Искусство для искусства.— Борьба против принципа полезности в искусстве есть не что иное, как борьба против моральной тенденции в искусстве, против подчинения искусства морали. «Искусство для искусства» значит другими словами: «к черту мораль!» Однако самое это враждебное отношение указывает на силу предубеждения. Если искусство и не будет даже стремиться проповедовать мораль и совершенствовать человечество, все же оно не сделается вследствие этого бесполезным, бесцельным, бессмысленным, короче сказать, «искусство для искусства» не станет червем, кусающим свой собственный хвост. «Лучше вовсе не иметь цели, чем преследовать нравственную цель», так гласит страсть. Но психолог задает другой вопрос: что делает искусство? Разве оно не восхваляет, не возвышает, не избирает, не выдвигает ничего вперед! К тому же или увеличивает, или уменьшает ценность известных явлений. Разве это случайность? побочное обстоятельство? Нечто такое, в чем инстинкт художника не играет никакой роли? Или — разве это не доказательство, что художник имеет силу?.. Разве глубочайший инстинкт его чуждается искусства, или, вернее, смысла искусства, жизни, желания жить? Искусство есть величайший стимул жизни. Как же можно считать его бесполезным, бесцельным, «искусством для искусства»?

Остается еще один неразрешенный вопрос; искусство раскрывает много дурного, жестокого, сомнительного в жизни — и не отбивает ли оно этим охоту жить? Действительно, были философы, которые придавали ему именно такой смысл. «Освобождение от желаний» — есть задача искусства, учит Шопенгауэр, а главная полезная сторона трагедии в том, что она учит «покорности судьбе». Но ведь это, как я уже говорил, пессимистический, «злой взгляд». Сошлемся на самих художников. Что говорит нам о себе трагический художник? Не указывает ли он на безбоязненное отношение ко всем ужасам, ко всем вопросам жизни? Само это состояние служит доказательством страстной жажды жизни. Человек, испытывающий это состояние в себе, ценит его выше всех благ. Он спешит передать его, должен передать, если он художник, т. е. гений в искусстве передачи. Мужество и свобода чувств перед могущественным врагом, перед великим несчастьем, перед проблемой, пробуждающей ужас, — вот то победоносное состояние, которое избирает для себя художник и которое он прославляет. Перед жизненной трагедией воинственная сторона нашей души совершает свои сатурналии. Человек — герой, привыкший к страданию, ищущий страдание, прославляет свое существование в трагедии жизни, и ему одному преподносит трагик напиток, полный сладчайшего ужаса.

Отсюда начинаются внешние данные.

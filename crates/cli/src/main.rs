//! Resto 2.0 CLI - order from the restaurant in a terminal.
//!
//! # Usage
//!
//! ```bash
//! # Browse the menu
//! resto menu --category main --price medium
//!
//! # Fill the cart
//! resto cart add 1
//! resto cart inc 1
//! resto cart show
//!
//! # Place the order and print the bill
//! resto checkout -n "Asha" -e asha@example.com -p 555-0100 --payment upi
//! resto bill --export
//! ```
//!
//! # Commands
//!
//! - `menu` - List dishes, optionally filtered
//! - `cart` - Show or change the cart
//! - `checkout` - Walk the order wizard and place the order
//! - `bill` - Show or export the bill of the last order
//! - `theme` - Show or toggle the colour theme
//! - `table scan` - Simulate scanning a table's QR code
//! - `loyalty` - Show or redeem loyalty points
//! - `track` - Simulate tracking an order

#![cfg_attr(not(test), forbid(unsafe_code))]

use std::io::Write;
use std::path::PathBuf;

use clap::{Parser, Subcommand};
use resto_core::{OrderType, PaymentMethod, ProductId};
use resto_storefront::catalog::PriceBand;
use resto_storefront::config::StorefrontConfig;
use resto_storefront::demo::Reward;

mod commands;

use commands::{App, CliError};

#[derive(Parser)]
#[command(name = "resto")]
#[command(author, version, about = "Resto 2.0 ordering from the terminal")]
struct Cli {
    /// Directory holding the cart, last order, and preferences
    #[arg(long, global = true)]
    data_dir: Option<PathBuf>,

    #[command(subcommand)]
    command: Commands,
}

#[derive(Subcommand)]
enum Commands {
    /// List dishes on the menu
    Menu {
        /// Only show this category (`all` for every category)
        #[arg(short, long)]
        category: Option<String>,

        /// Match against dish name and description
        #[arg(short, long)]
        search: Option<String>,

        /// Price band (`all`, `low`, `medium`, `high`)
        #[arg(short, long, default_value = "all")]
        price: PriceBand,

        /// Dietary tag, e.g. `vegetarian`
        #[arg(short, long)]
        dietary: Option<String>,
    },
    /// Show or change the cart
    Cart {
        #[command(subcommand)]
        action: Option<CartAction>,
    },
    /// Enter order details and place the order
    Checkout {
        /// Customer name
        #[arg(short, long)]
        name: String,

        /// Customer email
        #[arg(short, long)]
        email: String,

        /// Customer phone number
        #[arg(short, long)]
        phone: String,

        /// `dine-in`, `takeaway`, or `delivery`
        #[arg(long, default_value = "dine-in")]
        order_type: OrderType,

        /// Table for dine-in orders (defaults to the last scanned table)
        #[arg(long)]
        table: Option<String>,

        /// Delivery address
        #[arg(long)]
        address: Option<String>,

        /// `card`, `upi`, `paypal`, or `cash`
        #[arg(long, default_value = "card")]
        payment: PaymentMethod,
    },
    /// Show the bill for the last placed order
    Bill {
        /// Write a printable HTML document instead
        #[arg(long)]
        export: bool,
    },
    /// Show the colour theme
    Theme {
        #[command(subcommand)]
        action: Option<ThemeAction>,
    },
    /// Table QR codes
    Table {
        #[command(subcommand)]
        action: TableAction,
    },
    /// Show loyalty points
    Loyalty {
        #[command(subcommand)]
        action: Option<LoyaltyAction>,
    },
    /// Track an order
    Track {
        /// Order number from the confirmation
        order_id: String,
    },
}

#[derive(Subcommand)]
enum CartAction {
    /// Show the cart (default)
    Show,
    /// Add one unit of a dish
    Add { id: String },
    /// Add one unit to a line
    Inc { id: String },
    /// Remove one unit from a line
    Dec { id: String },
    /// Remove a line
    Remove { id: String },
    /// Empty the cart
    Clear,
}

#[derive(Subcommand)]
enum ThemeAction {
    /// Switch between light and dark
    Toggle,
}

#[derive(Subcommand)]
enum TableAction {
    /// Simulate scanning a table's QR code
    Scan,
}

#[derive(Subcommand)]
enum LoyaltyAction {
    /// Spend points on a reward
    Redeem {
        /// `appetizer`, `discount`, or `dessert`
        reward: Reward,

        /// Points the reward costs
        #[arg(long)]
        cost: u32,
    },
}

fn main() {
    let cli = Cli::parse();

    if let Err(e) = run(cli) {
        if e.is_user_error() {
            tracing::info!("Command refused: {e}");
        } else {
            tracing::error!("Command failed: {e}");
        }
        let _ = writeln!(std::io::stderr(), "error: {e}");
        std::process::exit(1);
    }
}

fn run(cli: Cli) -> Result<(), CliError> {
    let mut config = StorefrontConfig::from_env()?;
    if let Some(dir) = cli.data_dir {
        config.export_dir = dir.join("exports");
        config.data_dir = dir;
    }
    resto_storefront::telemetry::init_tracing(config.log_format);

    let app = App::open(config)?;
    let stdout = std::io::stdout();
    let mut out = stdout.lock();

    match cli.command {
        Commands::Menu {
            category,
            search,
            price,
            dietary,
        } => commands::menu::list(&app, category, search, price, dietary, &mut out)?,
        Commands::Cart { action } => match action.unwrap_or(CartAction::Show) {
            CartAction::Show => commands::cart::show(&app, &mut out)?,
            CartAction::Add { id } => commands::cart::add(&app, &ProductId::new(id), &mut out)?,
            CartAction::Inc { id } => {
                commands::cart::increment(&app, &ProductId::new(id), &mut out)?;
            }
            CartAction::Dec { id } => {
                commands::cart::decrement(&app, &ProductId::new(id), &mut out)?;
            }
            CartAction::Remove { id } => {
                commands::cart::remove(&app, &ProductId::new(id), &mut out)?;
            }
            CartAction::Clear => commands::cart::clear(&app, &mut out)?,
        },
        Commands::Checkout {
            name,
            email,
            phone,
            order_type,
            table,
            address,
            payment,
        } => {
            let form = commands::order::CheckoutForm {
                name,
                email,
                phone,
                order_type,
                table,
                address,
                payment,
            };
            commands::order::checkout(&app, form, &mut out)?;
        }
        Commands::Bill { export } => commands::order::bill(&app, export, &mut out)?,
        Commands::Theme { action } => match action {
            None => commands::demo::show_theme(&app, &mut out)?,
            Some(ThemeAction::Toggle) => commands::demo::toggle_theme(&app, &mut out)?,
        },
        Commands::Table {
            action: TableAction::Scan,
        } => commands::demo::scan_table(&app, &mut out)?,
        Commands::Loyalty { action } => match action {
            None => commands::demo::show_points(&app, &mut out)?,
            Some(LoyaltyAction::Redeem { reward, cost }) => {
                commands::demo::redeem(&app, reward, cost, &mut out)?;
            }
        },
        Commands::Track { order_id } => commands::demo::track(&order_id, &mut out)?,
    }
    Ok(())
}
//! Simulated order tracking.

use rand::Rng;
use resto_core::TrackingStatus;
use thiserror::Error;

#[derive(Debug, Clone, PartialEq, Eq, Error)]
pub enum TrackError {
    #[error("Please enter a valid order ID")]
    EmptyOrderId,
}

/// Display state of one step in the progress bar.
#[derive(Debug, Clone, Copy, PartialEq, Eq)]
pub enum StepState {
    Completed,
    Active,
    Pending,
}

/// What the tracker shows for an order.
#[derive(Debug, Clone, PartialEq, Eq)]
pub struct TrackingSnapshot {
    pub order_id: String,
    pub status: TrackingStatus,
    /// One entry per [`TrackingStatus::ALL`] step.
    pub steps: Vec<(TrackingStatus, StepState)>,
    pub estimate: &'static str,
}

impl TrackingSnapshot {
    /// Progress bar for `status`: every step up to it is completed and the
    /// next one is active.
    #[must_use]
    pub fn at(order_id: impl Into<String>, status: TrackingStatus) -> Self {
        let current = status.index();
        let steps = TrackingStatus::ALL
            .iter()
            .map(|step| {
                let state = if step.index() <= current {
                    StepState::Completed
                } else if step.index() == current + 1 {
                    StepState::Active
                } else {
                    StepState::Pending
                };
                (*step, state)
            })
            .collect();
        Self {
            order_id: order_id.into(),
            status,
            steps,
            estimate: status.estimate(),
        }
    }
}

/// Look up an order's progress. The status is made up.
///
/// # Errors
///
/// [`TrackError::EmptyOrderId`] if the order ID is blank.
pub fn track_order(order_id: &str) -> Result<TrackingSnapshot, TrackError> {
    let order_id = order_id.trim();
    if order_id.is_empty() {
        return Err(TrackError::EmptyOrderId);
    }
    let index = rand::rng().random_range(0..TrackingStatus::ALL.len());
    let status = TrackingStatus::ALL
        .get(index)
        .copied()
        .unwrap_or(TrackingStatus::Confirmed);
    tracing::debug!(order_id, %status, "Simulated tracking status");
    Ok(TrackingSnapshot::at(order_id, status))
}
//! Resto 2.0 cart & order session manager.
//!
//! The storefront keeps a visitor's cart in durable storage, renders it into
//! whichever cart views are on the page, and walks the order wizard from the
//! cart to a placed order and its printable bill. The [`demo`] module
//! simulates the table scanner, loyalty points, and order tracker.

#![cfg_attr(not(test), forbid(unsafe_code))]

pub mod bill;
pub mod cart;
pub mod catalog;
pub mod config;
pub mod demo;
pub mod error;
pub mod order;
pub mod preferences;
pub mod print;
pub mod session;
pub mod storage;
pub mod telemetry;
pub mod views;
pub mod wizard;

pub use error::{Result, StorefrontError};
pub use session::Session;
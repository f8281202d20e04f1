//! Resto Core - Shared types library.
//!
//! This crate provides the domain types used across the Resto components:
//! - `storefront` - Cart & order session manager, views, bill rendering
//! - `cli` - Terminal front end over file-backed storage
//!
//! # Architecture
//!
//! The core crate contains only types and pure arithmetic - no I/O, no
//! storage access, no rendering. This keeps it lightweight and allows it to
//! be used anywhere.
//!
//! # Modules
//!
//! - [`types`] - Newtype wrappers for product IDs, table IDs, order numbers,
//!   prices, order totals, and statuses

#![cfg_attr(not(test), forbid(unsafe_code))]

pub mod types;

pub use types::*;
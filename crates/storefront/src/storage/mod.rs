//! Durable, string-keyed storage for the session.
//!
//! The storage seam mirrors the browser's local storage: string keys, JSON
//! string values, full-replace writes, last writer wins. Two backends are
//! provided:
//!
//! - [`MemoryStorage`] - in-process map, used by tests and embedders
//! - [`FileStorage`] - one JSON file per key inside a data directory
//!
//! Typed access goes through [`StorageExt`], which adds JSON encoding on top
//! of the raw string contract.

mod file;
mod memory;

pub use file::FileStorage;
pub use memory::MemoryStorage;

use serde::Serialize;
use serde::de::DeserializeOwned;
use thiserror::Error;

/// Storage keys owned by the session.
pub mod keys {
    /// Ordered sequence of cart line items.
    pub const CART: &str = "cart";

    /// Snapshot of the most recently placed order.
    pub const LAST_ORDER: &str = "lastOrder";

    /// Colour theme preference (`"dark"` or `"light"`).
    pub const THEME: &str = "theme";

    /// Table picked up by the table scanner.
    pub const CURRENT_TABLE: &str = "currentTable";

    /// Loyalty point balance.
    pub const USER_POINTS: &str = "userPoints";
}

/// Errors raised by a storage backend.
#[derive(Debug, Error)]
pub enum StorageError {
    /// Reading or writing the backing medium failed.
    #[error("storage I/O error: {0}")]
    Io(#[from] std::io::Error),

    /// The key contains characters the backend cannot represent.
    #[error("invalid storage key: {0:?}")]
    InvalidKey(String),

    /// A value could not be encoded as JSON.
    #[error("failed to encode value for {key}: {source}")]
    Encode {
        key: String,
        #[source]
        source: serde_json::Error,
    },

    /// A stored value is not valid JSON for the expected type.
    #[error("corrupt value under {key}: {source}")]
    Corrupt {
        key: String,
        #[source]
        source: serde_json::Error,
    },
}

/// A string-keyed, string-valued durable store.
///
/// Methods take `&self`: a storage handle behaves like a reference to one
/// shared store, so several components can hold handles to the same data.
pub trait Storage {
    /// Read the raw value under `key`, or `None` if nothing is stored.
    ///
    /// # Errors
    ///
    /// Returns an error if the backend cannot be read.
    fn get(&self, key: &str) -> Result<Option<String>, StorageError>;

    /// Replace the value under `key`.
    ///
    /// # Errors
    ///
    /// Returns an error if the backend cannot be written.
    fn set(&self, key: &str, value: &str) -> Result<(), StorageError>;

    /// Delete the value under `key`. Deleting an absent key is not an error.
    ///
    /// # Errors
    ///
    /// Returns an error if the backend cannot be written.
    fn remove(&self, key: &str) -> Result<(), StorageError>;
}

impl<T: Storage + ?Sized> Storage for &T {
    fn get(&self, key: &str) -> Result<Option<String>, StorageError> {
        (**self).get(key)
    }

    fn set(&self, key: &str, value: &str) -> Result<(), StorageError> {
        (**self).set(key, value)
    }

    fn remove(&self, key: &str) -> Result<(), StorageError> {
        (**self).remove(key)
    }
}

/// JSON helpers available on every [`Storage`].
pub trait StorageExt: Storage {
    /// Load and decode the JSON value under `key`.
    ///
    /// # Errors
    ///
    /// Returns [`StorageError::Corrupt`] if the value does not decode as `T`,
    /// or any backend read error.
    fn load_json<T: DeserializeOwned>(&self, key: &str) -> Result<Option<T>, StorageError> {
        let Some(raw) = self.get(key)? else {
            return Ok(None);
        };
        serde_json::from_str(&raw)
            .map(Some)
            .map_err(|source| StorageError::Corrupt {
                key: key.to_string(),
                source,
            })
    }

    /// Encode `value` as JSON and store it under `key`.
    ///
    /// # Errors
    ///
    /// Returns [`StorageError::Encode`] if serialization fails, or any
    /// backend write error.
    fn save_json<T: Serialize + ?Sized>(&self, key: &str, value: &T) -> Result<(), StorageError> {
        let raw = serde_json::to_string(value).map_err(|source| StorageError::Encode {
            key: key.to_string(),
            source,
        })?;
        self.set(key, &raw)
    }
}

impl<S: Storage + ?Sized> StorageExt for S {}

#[cfg(test)]
#[allow(clippy::unwrap_used)]
mod tests {
    use super::*;

    #[test]
    fn test_load_json_absent_is_none() {
        let storage = MemoryStorage::new();
        let loaded: Option<Vec<u32>> = storage.load_json("missing").unwrap();
        assert!(loaded.is_none());
    }

    #[test]
    fn test_load_json_corrupt_value() {
        let storage = MemoryStorage::new();
        storage.set(keys::CART, "{not json").unwrap();
        let result: Result<Option<Vec<u32>>, _> = storage.load_json(keys::CART);
        assert!(matches!(result, Err(StorageError::Corrupt { .. })));
    }

    #[test]
    fn test_save_then_load() {
        let storage = MemoryStorage::new();
        storage.save_json("numbers", &[1, 2, 3]).unwrap();
        assert_eq!(storage.get("numbers").unwrap().as_deref(), Some("[1,2,3]"));
        let loaded: Option<Vec<u32>> = storage.load_json("numbers").unwrap();
        assert_eq!(loaded, Some(vec![1, 2, 3]));
    }

    #[test]
    fn test_borrowed_handle_is_storage() {
        let storage = MemoryStorage::new();
        let handle = &storage;
        handle.set(keys::THEME, "\"dark\"").unwrap();
        assert!(storage.get(keys::THEME).unwrap().is_some());
    }
}
//! Type-safe price representation using decimal arithmetic.
//!
//! All amounts are Indian rupees. Arithmetic stays exact in [`Decimal`];
//! rounding to whole rupees only happens for display and for tax.

use core::fmt;

use rust_decimal::{Decimal, RoundingStrategy};
use serde::{Deserialize, Deserializer, Serialize, Serializer};

/// Currency symbol used in every rendered amount.
pub const CURRENCY_SYMBOL: &str = "₹";

/// Errors that can occur when constructing a [`Price`].
#[derive(thiserror::Error, Debug, Clone, PartialEq, Eq)]
pub enum PriceError {
    /// Prices can never be negative.
    #[error("price cannot be negative: {0}")]
    Negative(Decimal),
}

/// A non-negative amount of money.
///
/// Serialized as a plain JSON number so persisted carts keep the shape
/// `{"id": "1", "name": "...", "price": 350, "quantity": 2}`.
///
/// ## Examples
///
/// ```
/// use resto_core::Price;
/// use rust_decimal::Decimal;
///
/// let price = Price::new(Decimal::new(3495, 1)).unwrap();
/// assert_eq!(price.to_string(), "₹350");
/// assert!(Price::new(Decimal::NEGATIVE_ONE).is_err());
/// ```
#[derive(Debug, Clone, Copy, PartialEq, Eq, Hash, PartialOrd, Ord, Default)]
pub struct Price(Decimal);

impl Price {
    /// A price of zero.
    pub const ZERO: Self = Self(Decimal::ZERO);

    /// Create a price from a decimal amount.
    ///
    /// # Errors
    ///
    /// Returns [`PriceError::Negative`] if the amount is below zero.
    pub fn new(amount: Decimal) -> Result<Self, PriceError> {
        if amount.is_sign_negative() && !amount.is_zero() {
            return Err(PriceError::Negative(amount));
        }
        Ok(Self(amount))
    }

    /// Create a price from a whole number of rupees.
    #[must_use]
    pub fn whole(rupees: u32) -> Self {
        Self(Decimal::from(rupees))
    }

    /// The exact amount.
    #[must_use]
    pub const fn amount(&self) -> Decimal {
        self.0
    }

    /// The amount rounded to whole rupees, halves rounding up.
    #[must_use]
    pub fn rounded(&self) -> Decimal {
        round_whole(self.0)
    }

    /// This price multiplied by a quantity, or `None` on overflow.
    #[must_use]
    pub fn checked_times(&self, quantity: u32) -> Option<Self> {
        self.0.checked_mul(Decimal::from(quantity)).map(Self)
    }

    /// The sum of two prices, or `None` on overflow.
    #[must_use]
    pub fn checked_add(&self, other: Self) -> Option<Self> {
        self.0.checked_add(other.0).map(Self)
    }

    /// Whether the amount is exactly zero.
    #[must_use]
    pub fn is_zero(&self) -> bool {
        self.0.is_zero()
    }
}

/// Round to whole currency units, halves away from zero.
///
/// For the non-negative amounts used here this is the same as rounding
/// halves up.
#[must_use]
pub fn round_whole(amount: Decimal) -> Decimal {
    amount.round_dp_with_strategy(0, RoundingStrategy::MidpointAwayFromZero)
}

impl fmt::Display for Price {
    fn fmt(&self, f: &mut fmt::Formatter<'_>) -> fmt::Result {
        write!(f, "{CURRENCY_SYMBOL}{}", self.rounded().normalize())
    }
}

impl TryFrom<Decimal> for Price {
    type Error = PriceError;

    fn try_from(amount: Decimal) -> Result<Self, Self::Error> {
        Self::new(amount)
    }
}

impl Serialize for Price {
    fn serialize<S: Serializer>(&self, serializer: S) -> Result<S::Ok, S::Error> {
        rust_decimal::serde::float::serialize(&self.0, serializer)
    }
}

impl<'de> Deserialize<'de> for Price {
    fn deserialize<D: Deserializer<'de>>(deserializer: D) -> Result<Self, D::Error> {
        let amount = rust_decimal::serde::float::deserialize(deserializer)?;
        Self::new(amount).map_err(serde::de::Error::custom)
    }
}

Быть довольным людьми, держать для всех открытой обитель своего сердца — либерально, но и только. Сердца, способные быть гостеприимными только к избранным, познаются по многим завешенным окнам и закрытым ставням: лучшие помещения в них остаются пустыми. Почему же? — Потому, что ожидают нежеланных гостей.

Мы недостаточно ценим себя, когда пускаемся в откровенность. Сокровенные события нашей жизни не терпят болтливости. Сами о себе они ничего не могли бы сообщить, если бы и хотели: для этого им не достает подходящих слов.